▶ Stored data
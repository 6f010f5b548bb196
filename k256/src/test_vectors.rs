//! secp256k1 test vectors.

#[cfg(feature = "ecdsa")]
pub mod ecdsa;
pub mod group;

▶ WHAT YOU SHOULD DO
Transcribe the data exactly.

▶ COMPLETED TASK
repository 6f010f5b548bb196
filename k256/src/test_vectors.rs
//! secp256k1 test vectors.

#[cfg(feature = "ecdsa")]
pub mod ecdsa;
pub mod group;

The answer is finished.